BEGIN WORKING DATA
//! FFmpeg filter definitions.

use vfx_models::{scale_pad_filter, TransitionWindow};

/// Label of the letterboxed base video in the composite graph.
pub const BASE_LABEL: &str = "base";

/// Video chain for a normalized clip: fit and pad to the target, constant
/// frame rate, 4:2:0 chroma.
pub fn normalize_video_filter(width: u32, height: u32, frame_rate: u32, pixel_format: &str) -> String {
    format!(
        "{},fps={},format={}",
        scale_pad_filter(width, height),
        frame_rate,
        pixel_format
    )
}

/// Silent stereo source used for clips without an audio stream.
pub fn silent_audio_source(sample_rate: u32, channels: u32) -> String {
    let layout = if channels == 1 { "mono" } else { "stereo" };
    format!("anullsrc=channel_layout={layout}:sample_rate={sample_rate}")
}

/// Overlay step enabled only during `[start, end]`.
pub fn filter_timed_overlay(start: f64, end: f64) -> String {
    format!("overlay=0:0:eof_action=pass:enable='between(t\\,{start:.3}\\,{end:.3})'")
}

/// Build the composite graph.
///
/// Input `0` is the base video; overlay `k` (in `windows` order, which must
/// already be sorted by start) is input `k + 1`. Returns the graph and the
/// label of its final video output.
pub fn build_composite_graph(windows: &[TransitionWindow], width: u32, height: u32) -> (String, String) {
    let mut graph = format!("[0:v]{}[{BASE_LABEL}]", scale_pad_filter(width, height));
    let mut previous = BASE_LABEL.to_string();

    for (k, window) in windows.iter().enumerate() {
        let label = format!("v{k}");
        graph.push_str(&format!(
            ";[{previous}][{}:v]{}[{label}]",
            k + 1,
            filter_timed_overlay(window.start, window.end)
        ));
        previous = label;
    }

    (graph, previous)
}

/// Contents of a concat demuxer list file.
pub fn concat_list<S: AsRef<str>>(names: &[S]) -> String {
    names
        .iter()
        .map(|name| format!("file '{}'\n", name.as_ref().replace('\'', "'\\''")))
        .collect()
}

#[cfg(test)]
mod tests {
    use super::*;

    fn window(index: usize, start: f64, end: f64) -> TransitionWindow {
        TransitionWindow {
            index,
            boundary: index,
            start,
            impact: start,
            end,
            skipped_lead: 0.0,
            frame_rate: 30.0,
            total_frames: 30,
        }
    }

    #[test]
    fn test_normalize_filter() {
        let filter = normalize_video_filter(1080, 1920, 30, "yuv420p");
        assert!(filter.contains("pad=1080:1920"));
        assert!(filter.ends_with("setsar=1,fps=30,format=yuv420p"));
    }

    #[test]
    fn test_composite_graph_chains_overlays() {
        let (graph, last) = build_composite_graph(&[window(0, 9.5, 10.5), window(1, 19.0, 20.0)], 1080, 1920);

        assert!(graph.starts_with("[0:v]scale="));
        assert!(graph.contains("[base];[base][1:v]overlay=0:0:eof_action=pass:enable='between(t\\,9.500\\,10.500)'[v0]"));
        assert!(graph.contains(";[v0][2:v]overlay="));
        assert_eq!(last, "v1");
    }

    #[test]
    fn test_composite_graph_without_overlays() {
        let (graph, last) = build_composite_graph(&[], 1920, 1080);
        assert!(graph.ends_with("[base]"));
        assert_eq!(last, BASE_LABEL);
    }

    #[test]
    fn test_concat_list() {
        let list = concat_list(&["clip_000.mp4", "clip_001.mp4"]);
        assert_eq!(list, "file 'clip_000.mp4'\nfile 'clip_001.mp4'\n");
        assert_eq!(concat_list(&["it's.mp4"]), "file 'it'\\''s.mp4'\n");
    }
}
END WORKING DATA
BEGIN WORKING DATA
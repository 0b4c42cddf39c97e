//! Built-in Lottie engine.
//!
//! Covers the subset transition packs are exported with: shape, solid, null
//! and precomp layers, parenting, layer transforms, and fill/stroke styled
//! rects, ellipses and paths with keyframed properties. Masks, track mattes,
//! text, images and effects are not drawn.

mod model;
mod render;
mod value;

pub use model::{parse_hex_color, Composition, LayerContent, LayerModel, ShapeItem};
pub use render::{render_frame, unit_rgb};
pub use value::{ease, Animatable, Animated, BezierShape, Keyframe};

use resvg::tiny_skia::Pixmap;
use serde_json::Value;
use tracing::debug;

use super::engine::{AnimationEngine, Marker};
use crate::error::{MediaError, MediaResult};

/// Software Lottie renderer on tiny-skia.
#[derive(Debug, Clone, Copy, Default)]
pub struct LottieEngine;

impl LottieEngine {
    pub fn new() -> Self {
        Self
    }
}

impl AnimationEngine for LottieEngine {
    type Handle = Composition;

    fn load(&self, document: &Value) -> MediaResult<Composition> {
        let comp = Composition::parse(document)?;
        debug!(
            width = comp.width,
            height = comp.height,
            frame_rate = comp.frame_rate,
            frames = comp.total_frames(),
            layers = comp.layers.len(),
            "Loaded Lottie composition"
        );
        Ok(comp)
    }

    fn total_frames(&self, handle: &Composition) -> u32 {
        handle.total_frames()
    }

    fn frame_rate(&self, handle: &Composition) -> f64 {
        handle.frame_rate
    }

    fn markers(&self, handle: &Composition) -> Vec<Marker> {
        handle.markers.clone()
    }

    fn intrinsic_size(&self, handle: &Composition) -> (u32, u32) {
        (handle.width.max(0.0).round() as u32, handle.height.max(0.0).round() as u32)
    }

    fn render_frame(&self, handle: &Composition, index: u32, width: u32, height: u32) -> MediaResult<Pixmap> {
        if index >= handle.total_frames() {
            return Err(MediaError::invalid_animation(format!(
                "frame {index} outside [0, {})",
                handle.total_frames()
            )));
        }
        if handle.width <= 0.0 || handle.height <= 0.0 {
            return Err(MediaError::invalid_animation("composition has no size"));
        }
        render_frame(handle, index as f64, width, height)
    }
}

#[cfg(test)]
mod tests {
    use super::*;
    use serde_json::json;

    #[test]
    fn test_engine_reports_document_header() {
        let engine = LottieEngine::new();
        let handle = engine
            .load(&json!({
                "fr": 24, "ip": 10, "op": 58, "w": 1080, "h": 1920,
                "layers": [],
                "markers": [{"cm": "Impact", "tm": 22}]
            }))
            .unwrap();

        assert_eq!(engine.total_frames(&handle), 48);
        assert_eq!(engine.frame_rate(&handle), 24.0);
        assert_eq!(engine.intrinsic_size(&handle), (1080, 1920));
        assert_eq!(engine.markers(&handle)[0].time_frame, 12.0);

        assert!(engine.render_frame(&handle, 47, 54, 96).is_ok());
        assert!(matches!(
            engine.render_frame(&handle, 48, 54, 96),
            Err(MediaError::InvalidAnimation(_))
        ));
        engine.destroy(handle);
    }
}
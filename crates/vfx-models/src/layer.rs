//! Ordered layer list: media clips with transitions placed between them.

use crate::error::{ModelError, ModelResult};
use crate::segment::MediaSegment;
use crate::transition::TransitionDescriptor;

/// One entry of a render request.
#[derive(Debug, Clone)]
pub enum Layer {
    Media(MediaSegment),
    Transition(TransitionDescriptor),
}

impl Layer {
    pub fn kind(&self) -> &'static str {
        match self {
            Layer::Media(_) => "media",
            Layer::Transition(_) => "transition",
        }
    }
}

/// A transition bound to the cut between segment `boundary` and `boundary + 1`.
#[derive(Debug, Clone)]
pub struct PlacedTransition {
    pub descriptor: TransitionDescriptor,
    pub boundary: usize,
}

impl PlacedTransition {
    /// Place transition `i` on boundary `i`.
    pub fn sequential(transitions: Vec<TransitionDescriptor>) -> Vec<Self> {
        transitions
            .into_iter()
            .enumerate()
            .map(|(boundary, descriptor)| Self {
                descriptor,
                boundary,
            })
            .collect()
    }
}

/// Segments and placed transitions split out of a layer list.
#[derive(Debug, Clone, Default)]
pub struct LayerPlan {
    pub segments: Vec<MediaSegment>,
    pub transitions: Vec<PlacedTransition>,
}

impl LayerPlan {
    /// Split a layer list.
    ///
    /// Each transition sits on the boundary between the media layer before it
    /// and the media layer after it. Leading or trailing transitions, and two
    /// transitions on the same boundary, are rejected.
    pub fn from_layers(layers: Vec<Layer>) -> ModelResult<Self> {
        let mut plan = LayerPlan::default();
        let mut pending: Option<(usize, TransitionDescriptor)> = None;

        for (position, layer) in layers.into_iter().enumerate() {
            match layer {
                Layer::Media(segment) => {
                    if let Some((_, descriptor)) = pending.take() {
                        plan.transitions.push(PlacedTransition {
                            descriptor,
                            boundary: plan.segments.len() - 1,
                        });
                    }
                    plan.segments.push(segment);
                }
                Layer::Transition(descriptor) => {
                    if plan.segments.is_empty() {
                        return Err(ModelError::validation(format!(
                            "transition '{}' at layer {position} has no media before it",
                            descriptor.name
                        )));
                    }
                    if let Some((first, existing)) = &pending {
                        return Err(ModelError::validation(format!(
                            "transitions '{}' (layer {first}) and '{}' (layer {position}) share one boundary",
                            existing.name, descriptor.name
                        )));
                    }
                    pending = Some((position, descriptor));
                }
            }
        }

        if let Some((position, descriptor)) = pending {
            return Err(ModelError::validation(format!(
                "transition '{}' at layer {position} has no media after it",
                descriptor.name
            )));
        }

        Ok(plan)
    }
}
END WORKING DATA
BEGIN WORKING DATA
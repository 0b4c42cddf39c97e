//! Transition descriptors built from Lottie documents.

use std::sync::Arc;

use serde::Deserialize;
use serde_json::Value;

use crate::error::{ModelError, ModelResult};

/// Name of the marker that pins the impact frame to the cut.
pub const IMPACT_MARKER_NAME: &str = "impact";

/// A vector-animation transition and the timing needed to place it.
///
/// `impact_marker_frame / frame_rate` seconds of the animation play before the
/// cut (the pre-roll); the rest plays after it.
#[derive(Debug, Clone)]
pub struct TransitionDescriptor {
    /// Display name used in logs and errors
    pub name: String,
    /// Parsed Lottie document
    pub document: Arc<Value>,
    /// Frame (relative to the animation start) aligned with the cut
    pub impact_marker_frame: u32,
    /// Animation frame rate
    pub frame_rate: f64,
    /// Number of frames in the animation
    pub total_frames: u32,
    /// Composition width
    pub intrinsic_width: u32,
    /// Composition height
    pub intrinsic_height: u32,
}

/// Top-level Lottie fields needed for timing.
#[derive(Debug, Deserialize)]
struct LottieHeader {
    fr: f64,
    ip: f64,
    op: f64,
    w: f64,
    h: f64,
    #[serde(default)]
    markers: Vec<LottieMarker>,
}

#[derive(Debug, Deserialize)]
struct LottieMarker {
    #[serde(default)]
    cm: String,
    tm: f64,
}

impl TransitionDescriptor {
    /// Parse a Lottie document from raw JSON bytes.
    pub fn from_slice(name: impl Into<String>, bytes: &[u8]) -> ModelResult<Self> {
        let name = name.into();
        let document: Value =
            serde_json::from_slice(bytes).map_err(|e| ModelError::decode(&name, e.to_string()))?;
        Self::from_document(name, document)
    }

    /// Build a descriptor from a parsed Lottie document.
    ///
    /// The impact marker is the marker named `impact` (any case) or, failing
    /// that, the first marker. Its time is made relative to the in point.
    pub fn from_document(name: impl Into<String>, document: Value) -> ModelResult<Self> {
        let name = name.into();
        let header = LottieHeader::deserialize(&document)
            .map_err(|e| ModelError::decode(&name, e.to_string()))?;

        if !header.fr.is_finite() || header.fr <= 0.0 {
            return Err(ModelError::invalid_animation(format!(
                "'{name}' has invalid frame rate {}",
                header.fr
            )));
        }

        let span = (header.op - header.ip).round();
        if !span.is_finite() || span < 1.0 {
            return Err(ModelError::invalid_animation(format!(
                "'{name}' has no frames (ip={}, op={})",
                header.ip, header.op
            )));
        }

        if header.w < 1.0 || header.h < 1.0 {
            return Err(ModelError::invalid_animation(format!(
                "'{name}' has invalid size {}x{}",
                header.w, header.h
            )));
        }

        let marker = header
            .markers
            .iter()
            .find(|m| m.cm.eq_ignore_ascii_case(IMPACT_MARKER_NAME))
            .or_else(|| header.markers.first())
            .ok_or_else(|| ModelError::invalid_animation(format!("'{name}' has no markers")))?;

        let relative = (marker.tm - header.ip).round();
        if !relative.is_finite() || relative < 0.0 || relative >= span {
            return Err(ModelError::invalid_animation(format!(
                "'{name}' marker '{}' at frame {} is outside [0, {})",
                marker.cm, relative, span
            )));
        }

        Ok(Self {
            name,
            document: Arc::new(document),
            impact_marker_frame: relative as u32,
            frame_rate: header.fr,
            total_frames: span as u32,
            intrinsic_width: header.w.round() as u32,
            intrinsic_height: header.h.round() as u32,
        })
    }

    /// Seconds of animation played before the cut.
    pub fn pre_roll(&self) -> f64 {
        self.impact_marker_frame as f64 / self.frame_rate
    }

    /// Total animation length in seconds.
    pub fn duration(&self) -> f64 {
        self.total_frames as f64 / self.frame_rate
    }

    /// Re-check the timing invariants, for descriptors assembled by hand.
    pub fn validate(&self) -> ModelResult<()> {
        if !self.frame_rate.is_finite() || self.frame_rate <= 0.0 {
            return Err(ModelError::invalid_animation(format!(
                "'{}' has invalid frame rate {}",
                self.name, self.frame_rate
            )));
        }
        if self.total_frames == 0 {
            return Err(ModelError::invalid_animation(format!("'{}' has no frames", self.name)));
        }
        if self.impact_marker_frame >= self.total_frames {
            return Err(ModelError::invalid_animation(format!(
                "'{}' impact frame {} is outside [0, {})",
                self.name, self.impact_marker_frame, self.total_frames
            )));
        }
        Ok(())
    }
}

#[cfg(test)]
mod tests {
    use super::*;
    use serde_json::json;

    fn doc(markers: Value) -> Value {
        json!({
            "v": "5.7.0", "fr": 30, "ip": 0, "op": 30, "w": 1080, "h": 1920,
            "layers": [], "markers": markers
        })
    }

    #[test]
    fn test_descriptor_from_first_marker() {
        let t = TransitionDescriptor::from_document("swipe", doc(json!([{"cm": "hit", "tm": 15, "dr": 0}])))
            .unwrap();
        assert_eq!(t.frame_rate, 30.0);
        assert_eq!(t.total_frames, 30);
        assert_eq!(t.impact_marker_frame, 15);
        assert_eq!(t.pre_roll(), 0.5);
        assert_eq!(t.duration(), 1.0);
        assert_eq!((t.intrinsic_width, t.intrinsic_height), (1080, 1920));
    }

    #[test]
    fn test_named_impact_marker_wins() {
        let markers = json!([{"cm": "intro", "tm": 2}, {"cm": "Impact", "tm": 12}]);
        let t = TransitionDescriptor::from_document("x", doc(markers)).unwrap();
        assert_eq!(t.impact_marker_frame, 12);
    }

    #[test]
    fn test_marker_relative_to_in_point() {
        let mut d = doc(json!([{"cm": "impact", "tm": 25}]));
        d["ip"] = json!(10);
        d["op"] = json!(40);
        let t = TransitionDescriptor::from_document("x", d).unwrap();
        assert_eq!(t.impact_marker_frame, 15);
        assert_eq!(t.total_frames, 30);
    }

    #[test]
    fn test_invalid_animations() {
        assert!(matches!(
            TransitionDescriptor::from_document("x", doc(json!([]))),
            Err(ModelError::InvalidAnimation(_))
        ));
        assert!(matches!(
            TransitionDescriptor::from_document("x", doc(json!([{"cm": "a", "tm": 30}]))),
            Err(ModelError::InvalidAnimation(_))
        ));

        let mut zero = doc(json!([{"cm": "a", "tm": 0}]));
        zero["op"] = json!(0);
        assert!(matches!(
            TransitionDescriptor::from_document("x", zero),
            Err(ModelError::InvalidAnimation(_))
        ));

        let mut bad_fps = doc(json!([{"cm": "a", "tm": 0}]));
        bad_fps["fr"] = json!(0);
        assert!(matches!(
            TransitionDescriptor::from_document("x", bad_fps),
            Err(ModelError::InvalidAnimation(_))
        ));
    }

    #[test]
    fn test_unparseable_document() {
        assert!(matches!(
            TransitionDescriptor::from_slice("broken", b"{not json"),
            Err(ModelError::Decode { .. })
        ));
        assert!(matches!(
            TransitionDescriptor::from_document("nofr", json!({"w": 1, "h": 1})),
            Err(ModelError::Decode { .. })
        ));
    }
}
END WORKING DATA
**YOUR TASK**
Take the stretch of lines above from the one containing "#[derive(Debug, Clone, Default)]" through the one containing "no media before" and repeat it exactly, adding no other line.

**SOLVED EXERCISE**
#[derive(Debug, Clone, Default)]
pub struct LayerPlan {
    pub segments: Vec<MediaSegment>,
    pub transitions: Vec<PlacedTransition>,
}

impl LayerPlan {
    /// Split a layer list.
    ///
    /// Each transition sits on the boundary between the media layer before it
    /// and the media layer after it. Leading or trailing transitions, and two
    /// transitions on the same boundary, are rejected.
    pub fn from_layers(layers: Vec<Layer>) -> ModelResult<Self> {
        let mut plan = LayerPlan::default();
        let mut pending: Option<(usize, TransitionDescriptor)> = None;

        for (position, layer) in layers.into_iter().enumerate() {
            match layer {
                Layer::Media(segment) => {
                    if let Some((_, descriptor)) = pending.take() {
                        plan.transitions.push(PlacedTransition {
                            descriptor,
                            boundary: plan.segments.len() - 1,
                        });
                    }
                    plan.segments.push(segment);
                }
                Layer::Transition(descriptor) => {
                    if plan.segments.is_empty() {
                        return Err(ModelError::validation(format!(
                            "transition '{}' at layer {position} has no media before it",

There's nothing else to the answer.